§ REQUIRED ACTION
With respect to the word "found", report how many lines of the following listing include it. Give nothing but the number.

═════ WORKING DATA ═════

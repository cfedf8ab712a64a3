use anyhow::{Context, Result};
use wordlimit::{Config, FormContext, FormTag, WordLimit};

pub fn execute(
    config: &Config,
    tag: &str,
    value: Option<String>,
    error: Option<String>,
    json: bool,
) -> Result<()> {
    let tag = FormTag::parse(tag).context("Invalid --tag")?;

    let mut ctx = FormContext::default();
    if let Some(value) = value {
        ctx = ctx.with_value(tag.name.as_str(), value);
    }
    if let Some(error) = error {
        ctx = ctx.with_error(tag.name.as_str(), error);
    }

    let plugin = WordLimit::new(config);
    if json {
        let field = plugin.renderer().field(&tag, &ctx);
        println!("{}", serde_json::to_string_pretty(&field)?);
    } else {
        println!("{}", plugin.render(&tag, &ctx));
    }

    Ok(())
}
// File: src/form_context.rs
// Purpose: Submitted values and validation errors for redisplaying a form

use std::collections::HashMap;

use crate::tag::FormTag;
use crate::validation::ValidationResult;

/// Request state a renderer needs: what was submitted, what failed, and the
/// query string for `default:get` fields.
#[derive(Debug, Clone, Default)]
pub struct FormContext {
    /// Field names to the first error message
    pub errors: HashMap<String, String>,
    /// Submitted (posted) field values
    pub values: HashMap<String, String>,
    /// Query-string parameters
    pub query: HashMap<String, String>,
}

impl FormContext {
    pub fn new(values: HashMap<String, String>) -> Self {
        Self {
            values,
            ..Self::default()
        }
    }

    /// Context for redisplaying a form after `result` was produced from `values`.
    pub fn from_result(values: HashMap<String, String>, result: &ValidationResult) -> Self {
        Self {
            errors: result.first_errors(),
            values,
            query: HashMap::new(),
        }
    }

    pub fn with_value(mut self, field: impl Into<String>, value: impl Into<String>) -> Self {
        self.values.insert(field.into(), value.into());
        self
    }

    pub fn with_error(mut self, field: impl Into<String>, message: impl Into<String>) -> Self {
        self.errors.insert(field.into(), message.into());
        self
    }

    pub fn with_query(mut self, key: impl Into<String>, value: impl Into<String>) -> Self {
        self.query.insert(key.into(), value.into());
        self
    }

    /// Submitted value of a field, empty when it was not posted.
    pub fn submitted_value(&self, field: &str) -> &str {
        self.values.get(field).map(|s| s.as_str()).unwrap_or("")
    }

    /// Get error message for a field
    pub fn validation_error(&self, field: &str) -> Option<&str> {
        self.errors.get(field).map(|s| s.as_str())
    }

    /// Check if there are any errors
    pub fn has_errors(&self) -> bool {
        !self.errors.is_empty()
    }

    /// The previously submitted value wins over `default`.
    pub fn hangover(&self, field: &str, default: String) -> String {
        self.values.get(field).cloned().unwrap_or(default)
    }

    /// Value taken from the sources named by the tag's `default:` options.
    ///
    /// `get` reads the query string and `post` the submitted values, both keyed
    /// by the field name. The first non-empty match wins; otherwise `value` is
    /// returned unchanged. Unknown sources are skipped.
    pub fn default_value(&self, tag: &FormTag, value: String) -> String {
        for source in tag.default_sources() {
            let found = match source {
                "get" => self.query.get(&tag.name),
                "post" => self.values.get(&tag.name),
                _ => None,
            };
            if let Some(found) = found.filter(|v| !v.is_empty()) {
                return found.clone();
            }
        }
        value
    }
}

#[cfg(test)]
mod tests {
    use super::*;

    #[test]
    fn test_hangover_prefers_submitted_value() {
        let ctx = FormContext::default().with_value("msg", "typed before");
        assert_eq!(ctx.hangover("msg", "default".to_string()), "typed before");
        assert_eq!(ctx.hangover("other", "default".to_string()), "default");
    }

    #[test]
    fn test_from_result_keeps_first_error() {
        let tag = FormTag::new("textarea*", "msg");
        let mut result = ValidationResult::new();
        result.invalidate(&tag, "first");
        result.invalidate(&tag, "second");

        let ctx = FormContext::from_result(HashMap::new(), &result);
        assert!(ctx.has_errors());
        assert_eq!(ctx.validation_error("msg"), Some("first"));
        assert_eq!(ctx.validation_error("other"), None);
    }

    #[test]
    fn test_submitted_value_defaults_to_empty() {
        let ctx = FormContext::default().with_value("msg", "hi");
        assert_eq!(ctx.submitted_value("msg"), "hi");
        assert_eq!(ctx.submitted_value("missing"), "");
    }

    #[test]
    fn test_default_value_sources() {
        let tag = FormTag::new("textarea", "msg").with_option("default:get_post");
        let ctx = FormContext::default()
            .with_query("msg", "from query")
            .with_value("msg", "from post");
        assert_eq!(ctx.default_value(&tag, "fallback".to_string()), "from query");

        let post_only = FormContext::default().with_value("msg", "from post");
        assert_eq!(post_only.default_value(&tag, "fallback".to_string()), "from post");

        let empty = FormContext::default().with_query("msg", "");
        assert_eq!(empty.default_value(&tag, "fallback".to_string()), "fallback");
    }

    #[test]
    fn test_default_value_without_option() {
        let tag = FormTag::new("textarea", "msg");
        let ctx = FormContext::default().with_query("msg", "ignored");
        assert_eq!(ctx.default_value(&tag, "kept".to_string()), "kept");
    }
}
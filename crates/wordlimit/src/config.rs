// File: src/config.rs
// Purpose: Configuration parsing from wordlimit.toml

use anyhow::{Context, Result};
use serde::{Deserialize, Serialize};
use std::fs;
use std::path::Path;

use crate::validation::Messages;

/// Extension configuration
#[derive(Debug, Clone, Serialize, Deserialize, Default, PartialEq, Eq)]
pub struct Config {
    #[serde(default)]
    pub messages: Messages,

    #[serde(default)]
    pub render: RenderConfig,
}

/// Textarea rendering defaults
#[derive(Debug, Clone, Serialize, Deserialize, PartialEq, Eq)]
pub struct RenderConfig {
    /// `cols` when the tag has no size option (default: 40)
    #[serde(default = "default_cols")]
    pub default_cols: u32,

    /// `rows` when the tag has no size option (default: 10)
    #[serde(default = "default_rows")]
    pub default_rows: u32,
}

fn default_cols() -> u32 {
    40
}

fn default_rows() -> u32 {
    10
}

impl Default for RenderConfig {
    fn default() -> Self {
        Self {
            default_cols: default_cols(),
            default_rows: default_rows(),
        }
    }
}

impl Config {
    /// Load configuration from a TOML file
    pub fn load(path: impl AsRef<Path>) -> Result<Self> {
        let path = path.as_ref();

        // If file doesn't exist or is empty, return default config
        if !path.exists() {
            return Ok(Self::default());
        }

        let content = fs::read_to_string(path)
            .with_context(|| format!("Failed to read config file: {:?}", path))?;

        if content.trim().is_empty() {
            return Ok(Self::default());
        }

        let config: Config = toml::from_str(&content)
            .with_context(|| format!("Failed to parse config file: {:?}", path))?;

        Ok(config)
    }

    /// Load configuration from default path (./wordlimit.toml)
    pub fn load_default() -> Result<Self> {
        Self::load("wordlimit.toml")
    }
}
use anyhow::Result;
use colored::Colorize;
use wordlimit::{char_count, word_count};

use super::read_input;
use crate::InputArgs;

pub fn execute(input: &InputArgs) -> Result<()> {
    let text = read_input(input)?;
    println!("{} {}", "Words:".bold(), word_count(&text));
    println!("{} {}", "Characters:".bold(), char_count(&text));
    Ok(())
}
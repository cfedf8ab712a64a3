// File: src/validation/mod.rs
// Purpose: Validation result accumulator shared by every field validator

use serde::{Deserialize, Serialize};
use std::collections::HashMap;

use crate::tag::FormTag;

pub mod messages;
pub mod textarea;

pub use messages::Messages;
pub use textarea::{validate_textarea, validate_textarea_characters};

/// Messages collected while validating one form submission.
///
/// Validators never fail; they call [`ValidationResult::invalidate`] instead.
/// A field can be invalidated several times and keeps every message in order.
#[derive(Debug, Clone, Default, PartialEq, Eq, Serialize, Deserialize)]
pub struct ValidationResult {
    errors: HashMap<String, Vec<String>>,
    order: Vec<String>,
}

impl ValidationResult {
    pub fn new() -> Self {
        Self::default()
    }

    /// Record a failure for `tag`
    pub fn invalidate(&mut self, tag: &FormTag, message: impl Into<String>) {
        let message = message.into();
        tracing::debug!(field = %tag.name, %message, "field invalidated");

        if !self.errors.contains_key(&tag.name) {
            self.order.push(tag.name.clone());
        }
        self.errors.entry(tag.name.clone()).or_default().push(message);
    }

    pub fn is_valid(&self) -> bool {
        self.errors.is_empty()
    }

    /// Check if there are any errors
    pub fn has_errors(&self) -> bool {
        !self.errors.is_empty()
    }

    /// Get first error for a specific field
    pub fn get_error(&self, field: &str) -> Option<&String> {
        self.errors.get(field).and_then(|errors| errors.first())
    }

    /// Get all errors for a specific field
    pub fn get_errors(&self, field: &str) -> Option<&Vec<String>> {
        self.errors.get(field)
    }

    /// Names of invalid fields, in the order they were first invalidated.
    pub fn invalid_fields(&self) -> &[String] {
        &self.order
    }

    /// First message of every invalid field.
    pub fn first_errors(&self) -> HashMap<String, String> {
        self.errors
            .iter()
            .filter_map(|(field, errors)| errors.first().map(|e| (field.clone(), e.clone())))
            .collect()
    }
}
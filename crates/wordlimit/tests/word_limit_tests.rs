//! Integration tests for wordlimit
//!
//! Drive a full submit/redisplay cycle through the in-memory host:
//! - word and character limits at their boundaries
//! - required fields and empty submissions
//! - inverted limits
//! - rendered attributes, defaults, placeholders and hangover values

use std::collections::HashMap;

use pretty_assertions::assert_eq;
use rstest::rstest;
use wordlimit::*;

fn words(n: usize) -> String {
    (1..=n).map(|i| format!("w{}", i)).collect::<Vec<_>>().join(" ")
}

fn installed_host() -> HookRegistry {
    let config = Config::default();
    let mut host = HookRegistry::with_builtin_textarea(&config);
    assert!(WordLimit::new(&config).install(&mut host));
    host
}

fn submit(host: &HookRegistry, tag: &FormTag, value: &str) -> (ValidationResult, FormContext) {
    let values = HashMap::from([(tag.name.clone(), value.to_string())]);
    let result = host.validate_form(std::slice::from_ref(tag), &FormContext::new(values.clone()));
    let ctx = FormContext::from_result(values, &result);
    (result, ctx)
}

fn scenario_tag() -> FormTag {
    FormTag::parse("[textarea* message maxlength:10 minlength:2 maxlengthwords:true]").unwrap()
}

#[test]
fn test_scenario_too_many_words() {
    let host = installed_host();
    let tag = scenario_tag();
    let (result, ctx) = submit(&host, &tag, &words(11));

    let errors = result.get_errors("message").unwrap();
    assert_eq!(errors.len(), 1);
    assert!(errors[0].contains("too long"));
    assert!(errors[0].contains("11/10"));

    let field = WordLimit::default().renderer().field(&tag, &ctx).unwrap();
    assert!(!field.attrs.contains("maxlength"));
    assert!(!field.attrs.contains("minlength"));
    assert_eq!(field.attrs.get("aria-invalid"), Some("true"));
    assert_eq!(field.value, words(11));
}

#[test]
fn test_scenario_empty_required() {
    let host = installed_host();
    let (result, _) = submit(&host, &scenario_tag(), "");
    assert_eq!(
        result.get_errors("message").unwrap(),
        &vec!["The field is required.".to_string()]
    );
}

#[rstest]
#[case("textarea msg minlength:5")]
#[case("textarea msg maxlength:3 minlength:2 minlengthwords:true")]
#[case("textarea msg maxlength:3 maxlengthwords:true")]
fn test_empty_optional_never_fails(#[case] definition: &str) {
    let host = installed_host();
    let tag = FormTag::parse(definition).unwrap();
    assert!(submit(&host, &tag, "").0.is_valid());
}

#[rstest]
#[case(1)]
#[case(7)]
#[case(100)]
fn test_word_max_boundary(#[case] max: usize) {
    let host = installed_host();
    let tag = FormTag::parse(&format!("textarea msg maxlength:{} maxlengthwords:true", max)).unwrap();

    assert!(submit(&host, &tag, &words(max)).0.is_valid());

    let (result, _) = submit(&host, &tag, &words(max + 1));
    let message = result.get_error("msg").unwrap();
    assert!(message.contains(&(max + 1).to_string()));
    assert!(message.contains(&max.to_string()));
}

#[rstest]
#[case(1)]
#[case(40)]
fn test_character_max_boundary(#[case] max: usize) {
    let host = installed_host();
    let tag = FormTag::parse(&format!("textarea msg maxlength:{}", max)).unwrap();

    assert!(submit(&host, &tag, &"x".repeat(max)).0.is_valid());
    assert_eq!(
        submit(&host, &tag, &"x".repeat(max + 1)).0.get_error("msg").unwrap(),
        "The field is too long."
    );
}

#[test]
fn test_inverted_limits_behave_as_unset() {
    let host = installed_host();
    let inverted = FormTag::parse("textarea msg maxlength:3 minlength:8").unwrap();
    let unset = FormTag::parse("textarea msg").unwrap();

    let many = words(20);
    for value in ["a", "abcdefghijklmnop", many.as_str()] {
        let (a, ctx_a) = submit(&host, &inverted, value);
        let (b, ctx_b) = submit(&host, &unset, value);
        assert_eq!(a, b);
        assert_eq!(host.render_field(&inverted, &ctx_a), host.render_field(&unset, &ctx_b));
    }
}

#[test]
fn test_renderer_never_emits_maxlength_in_word_mode() {
    let host = installed_host();
    for definition in [
        "textarea msg maxlength:5 maxlengthwords:true",
        "textarea* msg maxlength:500 minlength:1 MAXLENGTHWORDS:TRUE",
        "textarea msg 40x4/200 maxlengthwords:true",
    ] {
        let tag = FormTag::parse(definition).unwrap();
        let markup = host.render_field(&tag, &FormContext::default()).unwrap();
        assert!(!markup.contains("maxlength="), "{}", markup);
    }
}

#[test]
fn test_default_value_and_placeholder() {
    let host = installed_host();

    let tag = FormTag::parse(r#"textarea msg "hello""#).unwrap();
    let field = TextareaRenderer::default().field(&tag, &FormContext::default()).unwrap();
    assert_eq!(field.value, "hello");

    let tag = FormTag::parse(r#"textarea msg placeholder "hello""#).unwrap();
    let markup = host.render_field(&tag, &FormContext::default()).unwrap();
    assert!(markup.contains(r#"placeholder="hello""#));
    assert!(markup.contains("></textarea>"));
}

#[test]
fn test_redisplay_keeps_submitted_text() {
    let host = installed_host();
    let tag = FormTag::parse(r#"textarea* msg maxlength:2 maxlengthwords:true "default text""#).unwrap();
    let (_, ctx) = submit(&host, &tag, "one two three");

    let markup = host.render_field(&tag, &ctx).unwrap();
    assert!(markup.contains(">one two three</textarea>"));
    assert!(markup.contains("wpcf7-not-valid"));
    assert!(markup.contains("Your input is too long (3/2 maximum words)"));
}

#[test]
fn test_without_extension_host_counts_characters() {
    let host = HookRegistry::with_builtin_textarea(&Config::default());
    let tag = scenario_tag();
    let (result, ctx) = submit(&host, &tag, "three small words");

    assert_eq!(result.get_error("message").unwrap(), "The field is too long.");
    let markup = host.render_field(&tag, &ctx).unwrap();
    assert!(markup.contains(r#"maxlength="10""#));
}

#[test]
fn test_configured_messages_reach_the_host() {
    let config: Config = toml::from_str(
        r#"
        [messages]
        too_many_words = "{count} words is over the {limit} word limit"
        "#,
    )
    .unwrap();
    let mut host = HookRegistry::with_builtin_textarea(&config);
    WordLimit::new(&config).install(&mut host);

    let tag = FormTag::parse("textarea msg maxlength:1 maxlengthwords:true").unwrap();
    let (result, _) = submit(&host, &tag, "two words");
    assert_eq!(result.get_error("msg").unwrap(), "2 words is over the 1 word limit");
}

═════

§ EXERCISE RESULT
3